Hi all, been a while since I last posted here... Good to see some familiar names still around here :)
I'm working on a exe packer (who isn't) based on Jibz' aPlib. So far things are going quite well and I'm pretty sure that when I'm done the exes will get a tiny bit better compression than FSG. If not I won't release it, let me put it that way ;)

Anyway, I'm planning to use the shellcode method for loading functions. Using checksums instead of function names. Why store long function names when you can store a dword instead.. Now the only problem is that GetProcAddress obviously doesn't support this so I have to use my own code for getting the addresses. No problem there either, code is actually available everywhere. Now I just need to get it as small as possible :)

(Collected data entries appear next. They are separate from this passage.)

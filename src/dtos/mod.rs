use serde::{Deserialize, Serialize};
use std::collections::BTreeMap;

use crate::models::VideoEntry;

#[derive(Debug, Serialize, Deserialize)]
pub struct LoginResponse {
    /// Identifier the viewing device polls on.
    pub session_id: String,
    /// URL the second device should open to enter credentials.
    pub authenticate_url: String,
}

#[derive(Debug, Serialize, Deserialize)]
pub struct AuthenticateRequest {
    pub session_id: String,
    pub username: String,
    pub password: String,
}

#[derive(Debug, Serialize, Deserialize)]
pub struct CheckAuthParams {
    pub session_id: Option<String>,
}

#[derive(Debug, Serialize, Deserialize)]
pub struct CheckAuthResponse {
    pub is_authenticated: bool,
}

#[derive(Debug, Serialize, Deserialize)]
pub struct ShareRequest {
    /// Object path to share.
    pub name: String,
}

#[derive(Debug, Serialize, Deserialize)]
pub struct ShareResponse {
    pub url: String,
    pub code: String,
}

#[derive(Debug, Serialize, Deserialize)]
pub struct SharedParams {
    pub auth_code: Option<String>,
}

#[derive(Debug, Serialize, Deserialize)]
pub struct DetailParams {
    pub name: Option<String>,
}

/// Everything a player needs to start playback of one object.
#[derive(Debug, Serialize, Deserialize)]
pub struct PlaybackResponse {
    pub url: String,
    pub video_name: String,
    #[serde(skip_serializing_if = "Option::is_none")]
    pub full_name: Option<String>,
    pub media_type: String,
}

#[derive(Debug, Serialize, Deserialize)]
pub struct CatalogResponse {
    pub sections: BTreeMap<String, Vec<VideoEntry>>,
}
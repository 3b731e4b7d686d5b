use async_trait::async_trait;
use redis::{aio::ConnectionManager, Client};
use std::collections::HashMap;

use crate::services::cache::{CacheTtls, GrantCache};
use crate::services::ServiceError;

const AUTH_PREFIX: &str = "auth:";
const SHARE_PREFIX: &str = "share:";

/// Networked cache backend on Redis. Entries rely on the store's native
/// expiry, so state is shared across gateway instances and survives
/// restarts. Per-key atomicity comes from the store; no client-side
/// locking.
#[derive(Clone)]
pub struct RedisGrantCache {
    _client: Client,
    manager: ConnectionManager,
    ttls: CacheTtls,
}

impl RedisGrantCache {
    pub async fn connect(url: &str, ttls: CacheTtls) -> Result<Self, ServiceError> {
        tracing::info!(url = %url, "Connecting to Redis");
        let client = Client::open(url)?;

        // ConnectionManager reconnects automatically on connection loss
        let manager = client.get_connection_manager().await.map_err(|e| {
            tracing::error!("Failed to get Redis connection manager: {}", e);
            ServiceError::Redis(e)
        })?;

        tracing::info!("Successfully connected to Redis");

        Ok(Self {
            _client: client,
            manager,
            ttls,
        })
    }

    fn auth_key(session_id: &str) -> String {
        format!("{}{}", AUTH_PREFIX, session_id)
    }

    fn share_key(code: &str) -> String {
        format!("{}{}", SHARE_PREFIX, code)
    }

    async fn set_with_expiry(
        &self,
        key: &str,
        value: &str,
        expiry_seconds: u64,
    ) -> Result<(), ServiceError> {
        let mut conn = self.manager.clone();
        redis::cmd("SET")
            .arg(key)
            .arg(value)
            .arg("EX")
            .arg(expiry_seconds)
            .query_async(&mut conn)
            .await
            .map_err(ServiceError::Redis)
    }
}

#[async_trait]
impl GrantCache for RedisGrantCache {
    async fn set_auth(&self, session_id: &str, value: bool) -> Result<(), ServiceError> {
        self.set_with_expiry(
            &Self::auth_key(session_id),
            if value { "true" } else { "false" },
            self.ttls.auth_secs(value),
        )
        .await
    }

    async fn get_auth(&self, session_id: &str) -> bool {
        let mut conn = self.manager.clone();
        let value: Option<String> = match redis::cmd("GET")
            .arg(Self::auth_key(session_id))
            .query_async(&mut conn)
            .await
        {
            Ok(value) => value,
            Err(e) => {
                // Fail closed: an unreachable cache reads as unauthenticated
                tracing::warn!(error = %e, "Auth flag read failed, treating as unauthenticated");
                return false;
            }
        };
        // Anything but the canonical true-literal coerces to false
        matches!(value.as_deref(), Some("true"))
    }

    async fn exists_auth(&self, session_id: &str) -> bool {
        let mut conn = self.manager.clone();
        match redis::cmd("EXISTS")
            .arg(Self::auth_key(session_id))
            .query_async::<_, bool>(&mut conn)
            .await
        {
            Ok(exists) => exists,
            Err(e) => {
                tracing::warn!(error = %e, "Session existence check failed, treating as absent");
                false
            }
        }
    }

    async fn set_share(&self, code: &str, content_id: &str) -> Result<(), ServiceError> {
        self.set_with_expiry(&Self::share_key(code), content_id, self.ttls.share_secs)
            .await
    }

    async fn get_share(&self, code: &str) -> Option<String> {
        let mut conn = self.manager.clone();
        match redis::cmd("GET")
            .arg(Self::share_key(code))
            .query_async::<_, Option<String>>(&mut conn)
            .await
        {
            Ok(value) => value,
            Err(e) => {
                tracing::warn!(error = %e, "Share code read failed, treating as not found");
                None
            }
        }
    }

    async fn dump_auth(&self) -> HashMap<String, String> {
        let mut conn = self.manager.clone();
        let mut entries = HashMap::new();
        let mut cursor: u64 = 0;

        loop {
            let scan: Result<(u64, Vec<String>), redis::RedisError> = redis::cmd("SCAN")
                .arg(cursor)
                .arg("MATCH")
                .arg(format!("{}*", AUTH_PREFIX))
                .arg("COUNT")
                .arg(100)
                .query_async(&mut conn)
                .await;

            let (next, keys) = match scan {
                Ok(page) => page,
                Err(e) => {
                    tracing::warn!(error = %e, "Auth snapshot scan failed");
                    return HashMap::new();
                }
            };

            for key in keys {
                let value: Option<String> = redis::cmd("GET")
                    .arg(&key)
                    .query_async(&mut conn)
                    .await
                    .unwrap_or(None);
                if let Some(value) = value {
                    let session_id = key.trim_start_matches(AUTH_PREFIX).to_string();
                    entries.insert(session_id, value);
                }
            }

            cursor = next;
            if cursor == 0 {
                break;
            }
        }

        entries
    }

    async fn health_check(&self) -> Result<(), ServiceError> {
        let mut conn = self.manager.clone();
        redis::cmd("PING")
            .query_async(&mut conn)
            .await
            .map_err(ServiceError::Redis)
    }
}
use std::collections::{BTreeMap, HashSet};
use std::sync::Arc;

use crate::models::{MediaType, VideoEntry};
use crate::services::grants::ObjectStore;
use crate::services::ServiceError;

const UNPARSEABLE_NAME: &str = "Name not parseable";

/// Builds the viewer-facing catalog from the raw bucket listing: objects
/// grouped by top-level folder, with HLS packages collapsed to a single
/// entry pointing at their playlist.
#[derive(Clone)]
pub struct CatalogService {
    store: Arc<dyn ObjectStore>,
    bucket: String,
}

impl CatalogService {
    pub fn new(store: Arc<dyn ObjectStore>, bucket: &str) -> Self {
        Self {
            store,
            bucket: bucket.to_string(),
        }
    }

    /// Walk the full (paginated) object listing and group playable entries
    /// by their top-level folder.
    pub async fn sections(&self) -> Result<BTreeMap<String, Vec<VideoEntry>>, ServiceError> {
        let mut sections: BTreeMap<String, Vec<VideoEntry>> = BTreeMap::new();
        // HLS package stems already represented by a playlist entry; their
        // segment files are skipped.
        let mut excluded: HashSet<String> = HashSet::new();

        let mut start: Option<String> = None;
        loop {
            let page = self.store.list_objects(&self.bucket, start.as_deref()).await?;
            for object in &page.objects {
                add_object(&mut sections, &mut excluded, &object.name);
            }
            match page.next_start {
                Some(next) => start = Some(next),
                None => break,
            }
        }

        Ok(sections)
    }
}

fn add_object(
    sections: &mut BTreeMap<String, Vec<VideoEntry>>,
    excluded: &mut HashSet<String>,
    object_name: &str,
) {
    let Some((folder, file)) = object_name.split_once('/') else {
        // Top-level object with no folder; the catalog is folder-driven
        return;
    };
    if file.is_empty() {
        // Bare directory marker
        return;
    }

    if file.contains(".hls") {
        let stem = file.split('.').next().unwrap_or(file);
        if excluded.contains(stem) {
            return;
        }
        excluded.insert(stem.to_string());
        sections
            .entry(folder.to_string())
            .or_default()
            .push(VideoEntry {
                name: format!("{}/{}.hls/output.m3u8", folder, stem),
                display_name: stem.to_string(),
            });
    } else {
        let display_name = match file.rsplit_once('.') {
            Some((stem, _)) => stem,
            None => file,
        };
        sections
            .entry(folder.to_string())
            .or_default()
            .push(VideoEntry {
                name: object_name.to_string(),
                display_name: display_name.to_string(),
            });
    }
}

/// Derive the display name and media type for one object path, the way the
/// playback views present it.
pub fn describe(object_name: &str) -> (String, MediaType) {
    let Some((_, file)) = object_name.split_once('/') else {
        return (UNPARSEABLE_NAME.to_string(), MediaType::Mp4);
    };
    let stem = match file.rsplit_once('.') {
        Some((stem, _)) => stem,
        None => file,
    };
    if stem.contains(".hls") {
        let display = stem.split('.').next().unwrap_or(stem);
        (display.to_string(), MediaType::Hls)
    } else {
        (stem.to_string(), MediaType::Mp4)
    }
}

Here's what I got so far, google for LGetProcAddress and you'll find the original. I'm using a different approach which saves some space. Also I don't do any error checking, if a function is not found you're screwed.

Only requirement is that not too many registers may be destroyed. If you can get it a lot smaller eg by passing the args in a different way feel free to do so, this whole function will probably end up inside some loop anyway..
For testing, you can find a .inc with hashes here.

Thanks in advance for your help! :)

; LGetProcAddress(dwHash, hModule)

LGetProcAddress:
pushad

xor ecx, ecx
LMainLoop:
; All this code must be inside the loop because we destroy EBP later on
; ... which saves 1 byte ;)
mov ebp, [esp+20h+8] ; ebp = base address
mov eax, [ebp+3Ch] ; eax = PE header offset
mov edx, [ebp+eax+78h] ; edx = export table RVA
mov ebx, [ebp+edx+1Ch]
mov edi, [ebp+edx+20h]
add ebx, ebp ; ebx = function address table
add edi, ebp ; edi = function name table
mov esi, [edi+4*ecx]
add esi, ebp ; esi = function name

; Calc hash into edx
xor edx, edx
xor eax, eax
LCalcHash:
lodsb
cmp al, ah
jz short LHashDone
ror edx, 13
add edx, eax
jmp short LCalcHash
LHashDone:
add ebp, [ebx+4*ecx] ; ebp = function address
inc ecx
cmp edx, [esp+20h+4] ; check hash
jne short LMainLoop

LDone:
mov [esp+1Ch], ebp
popad
ret 8


*Edit: Noticed that I wrote "size optimizating", I love it when I'm too tired to write decent english yet still I feel the need to push around bytes :/
Posted on 2005-02-09 19:11:07 by snq
As usual, I found something 5 mins after posting..

Replace
LCalcHash:

lodsb
cmp al, ah
jz short LHashDone
ror edx, 13
add edx, eax
jmp short LCalcHash
LHashDone:

with
LCalcHash:

ror edx, 13
add edx, eax
lodsb
cmp al, ah
jnz short LCalcHash
LHashDone:

2 bytes gone, 63 to go ;)

Also, the xor eax, eax might not be necessary, but it depends on the DLL. If the PE offset is <256 (which it probably is in 99% of all cases) we can remove the xor and save 2 more bytes.. But i'm not sure, dont want to risk crashes on some systems.
Posted on 2005-02-09 19:28:27 by snq
Suggestions:
1) replace edi to esi, since edi is used only once.
2) then replace ebp to edi, which should save several bytes (EBP opcodes are larger)
3) replace cmp al, ah with test al,al, to improve the speed.
Posted on 2005-02-11 03:05:38 by MCoder
remember to support NT forwarded exports...
Posted on 2005-02-11 03:57:51 by f0dder
Here's the current code.. It's not beautiful but it's only supposed to be small and work ;)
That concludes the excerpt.